Privacy and the Internet
Concerns about privacy in cyberspace are an issue of international debate. As reading and writing, health care and shopping, and sex and gossip increasingly take place in cyberspace, citizens around the world are concerned that the most intimate details of their daily lives are being monitored, searched, recorded, stored, and often misinterpreted when taken out of context. For many, the greatest threats to privacy come not from state agents but from the architecture of e-commerce itself, which is based, in unprecedented ways, on the recording and exchange of intimate personal information.
Issues in new media
Changes in the delivery of books, music, and television extended the technologies of surveillance beyond the office, blurring the boundaries between work and home. The same technologies that make it possible to download digitally stored books, songs, and movies directly onto computer hard drives or mobile devices could make it possible for publishers and entertainment companies to record and monitor each individual’s browsing habits with unsettling specificity. Television too is being redesigned to create precise records of viewing habits. For instance, digital video recorders make it possible to store hours of television programs and enable viewers to skip commercials and to create their own program line ups. The data generated by such actions could create viewer profiles, which could then be used to make viewing suggestions and to record future shows.
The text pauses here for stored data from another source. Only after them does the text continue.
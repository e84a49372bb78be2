// src/config/mod.rs
//! Service-level configuration. The lexicon itself is compiled in and is
//! not configurable.

pub mod service;

pub use service::{ServiceConfig, DEFAULT_CONFIG_PATH, ENV_CONFIG_PATH};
Privacy of cell phone communication also has become an issue, especially with the advent of nearly undetectable spyware and the professed need by national governments to monitor criminals who used wireless communications. The controversy over Pegasus spyware is a prime case in point. The Israeli cyber-intelligence firm NSO Group (founded in 2010) created the smartphone-attached spyware for eavesdropping on phones and harvesting their data (including calls, texts, photos, passwords, and locations). The company claims its product, which can steal private data without leaving an obvious trace of its actions, is sold exclusively to government security and law enforcement agencies and only for the purpose of aiding rescue operations and battling criminals, such as money launderers, sex- and drug-traffickers, and terrorists. Yet, Pegasus has been used to track politicians, government leaders, human rights activists, dissidents, and journalists. Photos and videos also emerged as unexpected threats to personal privacy. “Geotags” are created when photos or videos are embedded with geographic location data from GPS chips inside cameras, including those in cell phones. When images are uploaded to the Internet, the geotags allow homes or other personal locations within the images to be precisely located by those who view the photos online. The security risk is not widely understood by the public, however, and in some cases disabling the geotag feature in certain models of digital cameras and camera-equipped smartphones is complicated. Another privacy issue is cyberbullying—using the Internet to threaten or humiliate another person with words, photos, or videos. The problem received particular attention in 2010 when a male Rutgers University student committed suicide after two acquaintances reportedly streamed a video over the Internet of the student having a sexual encounter with a man. Also in 2010, Donna Witsell, the mother of a 13-year-old Florida girl who had committed suicide in 2009 after a cyberbullying incident, formed a group called Hope’s Warriors to help curb abuse and to warn others of the threat. Most U.S. states have enacted laws against bullying, although very few of them include cyberbullying.